In 2011 and 2012, 20 proposed locations were to open, including in Mexico, Thailand, Colombia, and England, for a total of 66 Aloft locations. While positive for the hotel brand, this number was well short of an original anticipation to have 500 locations by 2012. In early 2013, the brand opened a 482-room property in Kuala Lumpur, Malaysia, making it the largest Aloft hotel in the world. The hotel includes a ballroom that can accommodate up to 1,000 people in a theatre setting. In 2013, the chain opened a new hotel at what is now the Oswald Tower in Cleveland, Ohio.

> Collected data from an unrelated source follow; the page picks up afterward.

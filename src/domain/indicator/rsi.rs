//! RSI (Relative Strength Index).
//!
//! Uses Wilder's smoothing for average gain/loss calculation:
//! - First average: simple mean of gains/losses over the first n changes
//! - Subsequent: avg = (prev_avg * (n-1) + current) / n
//!
//! Formula: RSI = 100 - (100 / (1 + avg_gain / avg_loss))
//! If avg_loss == 0: RSI = 50
//!
//! Needs at least n + 1 closes (n price changes).

/// RSI of the last close in `closes`, or `None` when there are fewer than
/// `period + 1` closes.
pub fn calculate_rsi(closes: &[f64], period: usize) -> Option<f64> {
    if period == 0 || closes.len() < period + 1 {
        return None;
    }

    let changes: Vec<f64> = closes.windows(2).map(|w| w[1] - w[0]).collect();
    let gain = |c: f64| if c > 0.0 { c } else { 0.0 };
    let loss = |c: f64| if c < 0.0 { -c } else { 0.0 };

    let mut avg_gain = changes[..period].iter().map(|&c| gain(c)).sum::<f64>() / period as f64;
    let mut avg_loss = changes[..period].iter().map(|&c| loss(c)).sum::<f64>() / period as f64;

    for &change in &changes[period..] {
        avg_gain = (avg_gain * (period - 1) as f64 + gain(change)) / period as f64;
        avg_loss = (avg_loss * (period - 1) as f64 + loss(change)) / period as f64;
    }

    if avg_loss == 0.0 {
        return Some(50.0);
    }
    Some(100.0 - (100.0 / (1.0 + avg_gain / avg_loss)))
}
//! Execution core.
//!
//! Submits and cancels orders against the paper venue or a live broker and
//! is the only writer of ledger state. Every fill goes through
//! [`Ledger::apply_fill`] under the ledger lock; the resulting trade record,
//! account snapshot and daily P&L are then written to persistence, or queued
//! in the outbox when the write fails.
//!
//! Lock order is always order book, then ledger, then outbox.

use std::collections::{HashMap, VecDeque};
use std::sync::Arc;
use std::time::Duration;

use chrono::{DateTime, NaiveDate, Utc};
use tokio::sync::Mutex;
use tokio::time::timeout;
use tracing::{debug, info, warn};

use super::error::{BrokerError, TradegateError};
use super::ledger::{
    AccountSnapshot, AccountState, Ledger, TradeRecord, TradeStatus, trading_day_start,
};
use super::order::{AckStatus, Fill, Order, OrderAck, OrderPurpose, OrderSide, OrderStatus};
use super::position::{Position, ProtectiveLevels};
use crate::ports::broker_port::BrokerPort;
use crate::ports::persistence_port::PersistencePort;

/// Paper venue fill simulation parameters.
#[derive(Debug, Clone, PartialEq)]
pub struct PaperSettings {
    pub slippage_pct: f64,
    pub commission_per_trade: f64,
    pub commission_pct: f64,
    pub fill_delay: Duration,
}

impl Default for PaperSettings {
    fn default() -> Self {
        PaperSettings {
            slippage_pct: 0.05,
            commission_per_trade: 0.0,
            commission_pct: 0.0,
            fill_delay: Duration::ZERO,
        }
    }
}

/// What happens to the unfilled remainder of a partially filled order.
#[derive(Debug, Clone, Copy, PartialEq, Eq)]
pub enum PartialFillPolicy {
    Cancel,
    Rest,
}

impl PartialFillPolicy {
    pub fn parse(value: &str) -> Option<PartialFillPolicy> {
        match value.trim().to_ascii_lowercase().as_str() {
            "cancel" => Some(PartialFillPolicy::Cancel),
            "rest" => Some(PartialFillPolicy::Rest),
            _ => None,
        }
    }
}

#[derive(Debug, Clone, PartialEq)]
pub struct ExecutionSettings {
    pub submit_timeout: Duration,
    pub max_retries: u32,
    pub retry_backoff: Duration,
    pub partial_fill_policy: PartialFillPolicy,
}

impl Default for ExecutionSettings {
    fn default() -> Self {
        ExecutionSettings {
            submit_timeout: Duration::from_secs(10),
            max_retries: 3,
            retry_backoff: Duration::from_millis(500),
            partial_fill_policy: PartialFillPolicy::Cancel,
        }
    }
}

/// Calculate commission: flat_fee + (notional * pct / 100).
pub fn calculate_commission(notional: f64, settings: &PaperSettings) -> f64 {
    settings.commission_per_trade + (notional * settings.commission_pct / 100.0)
}

/// Buys fill above the reference price, sells below.
pub fn apply_slippage(price: f64, side: OrderSide, slippage_pct: f64) -> f64 {
    match side {
        OrderSide::Buy => price * (1.0 + slippage_pct / 100.0),
        OrderSide::Sell => price * (1.0 - slippage_pct / 100.0),
    }
}

pub enum Venue {
    Paper(PaperSettings),
    Live(Arc<dyn BrokerPort>),
}

#[derive(Debug, Clone)]
struct TrackedOrder {
    order: Order,
    broker_order_id: Option<String>,
    filled_notional: f64,
}

#[derive(Debug, Clone, PartialEq)]
enum OutboxRecord {
    Trade(TradeRecord),
    Snapshot(AccountSnapshot),
    DailyPnl { day: NaiveDate, realized_pnl: f64 },
}

fn write_record(store: &dyn PersistencePort, record: &OutboxRecord) -> Result<(), TradegateError> {
    match record {
        OutboxRecord::Trade(trade) => store.insert_trade(trade),
        OutboxRecord::Snapshot(snapshot) => store.insert_account_snapshot(snapshot),
        OutboxRecord::DailyPnl { day, realized_pnl } => store.upsert_daily_pnl(*day, *realized_pnl),
    }
}

pub struct ExecutionCore {
    venue: Venue,
    settings: ExecutionSettings,
    levels: ProtectiveLevels,
    ledger: Mutex<Ledger>,
    orders: Mutex<HashMap<String, TrackedOrder>>,
    persistence: Option<Arc<dyn PersistencePort>>,
    outbox: Mutex<VecDeque<OutboxRecord>>,
}
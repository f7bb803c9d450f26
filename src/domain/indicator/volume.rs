//! Volume confirmation.

use super::sma::calculate_sma;

/// Moving average of the last `period` volumes.
pub fn volume_ma(volumes: &[f64], period: usize) -> Option<f64> {
    calculate_sma(volumes, period)
}

/// Current volume strictly exceeds the average scaled by `multiplier`.
pub fn is_volume_confirmed(current: f64, average: f64, multiplier: f64) -> bool {
    current > average * multiplier
}
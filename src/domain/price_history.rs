//! In-memory price history store.
//!
//! Append-only per symbol: a bar whose timestamp is already present is
//! ignored rather than replacing the stored one. Each symbol keeps at most
//! `capacity` bars; the oldest are evicted first.

use std::collections::{BTreeMap, HashMap};
use std::sync::RwLock;

use chrono::{DateTime, Utc};

use super::ohlcv::Bar;

#[derive(Debug)]
pub struct PriceHistoryStore {
    capacity: usize,
    series: RwLock<HashMap<String, BTreeMap<DateTime<Utc>, Bar>>>,
}

impl PriceHistoryStore {
    pub fn new(capacity: usize) -> Self {
        Self {
            capacity: capacity.max(1),
            series: RwLock::new(HashMap::new()),
        }
    }

    /// Appends a bar. Returns `false` when the (symbol, timestamp) pair was
    /// already stored.
    pub fn append(&self, bar: Bar) -> bool {
        let mut series = self.series.write().unwrap_or_else(|e| e.into_inner());
        let bars = series.entry(bar.symbol.clone()).or_default();
        if bars.contains_key(&bar.timestamp) {
            return false;
        }
        bars.insert(bar.timestamp, bar);
        while bars.len() > self.capacity {
            bars.pop_first();
        }
        true
    }

    /// Appends every bar and returns the ones that were new.
    pub fn extend<I>(&self, bars: I) -> Vec<Bar>
    where
        I: IntoIterator<Item = Bar>,
    {
        bars.into_iter()
            .filter(|bar| self.append(bar.clone()))
            .collect()
    }

    /// The last `n` bars for a symbol, oldest first.
    pub fn latest_window(&self, symbol: &str, n: usize) -> Vec<Bar> {
        let series = self.series.read().unwrap_or_else(|e| e.into_inner());
        match series.get(symbol) {
            Some(bars) => {
                let skip = bars.len().saturating_sub(n);
                bars.values().skip(skip).cloned().collect()
            }
            None => Vec::new(),
        }
    }

    pub fn latest(&self, symbol: &str) -> Option<Bar> {
        let series = self.series.read().unwrap_or_else(|e| e.into_inner());
        series
            .get(symbol)
            .and_then(|bars| bars.last_key_value())
            .map(|(_, bar)| bar.clone())
    }

    pub fn len(&self, symbol: &str) -> usize {
        let series = self.series.read().unwrap_or_else(|e| e.into_inner());
        series.get(symbol).map_or(0, BTreeMap::len)
    }

    pub fn is_empty(&self, symbol: &str) -> bool {
        self.len(symbol) == 0
    }
}
//! Core domain types and logic.

pub mod config;
pub mod config_validation;
pub mod error;
pub mod execution;
pub mod indicator;
pub mod ledger;
pub mod ohlcv;
pub mod order;
pub mod position;
pub mod price_history;
pub mod risk;
pub mod signal;
pub mod trading_loop;
//! Market data port trait.

use async_trait::async_trait;
use futures::stream::BoxStream;

use crate::domain::error::TradegateError;
use crate::domain::ohlcv::Bar;

#[async_trait]
pub trait MarketDataPort: Send + Sync {
    /// Latest `count` bars for `symbol`, oldest first.
    async fn get_bars(
        &self,
        symbol: &str,
        timeframe: &str,
        count: usize,
    ) -> Result<Vec<Bar>, TradegateError>;

    /// Lazy, possibly endless stream of new bars. Only used to feed the
    /// price history store.
    async fn subscribe_stream(
        &self,
        symbol: &str,
    ) -> Result<BoxStream<'static, Result<Bar, TradegateError>>, TradegateError>;
}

In September 2016, Aloft entered the Saudi Arabian market with a new hotel near the center of Riyadh. In December 2016, Aloft Long Island City-Manhattan View opened. In 2018, the new Mag Mile Hotel in Chicago, the largest with 435 rooms, updated the Aloft template, by integrating modern art, cutting-edge design, and floor-to-ceiling windows in the lobby.

In October 2023, Aloft announced plans for a new property near Fort Lauderdale–Hollywood International Airport and Port Everglades.

==Reception==
Public reception of Aloft Hotels has been mixed. The majority of opinions revolve around the two main aspects of the hotel brand: room prices, and the contemporary style. One critic has decried that Aloft Hotels have too much of a "cookie cutter" feel and use colors, shapes, and lingo to an overwhelming degree.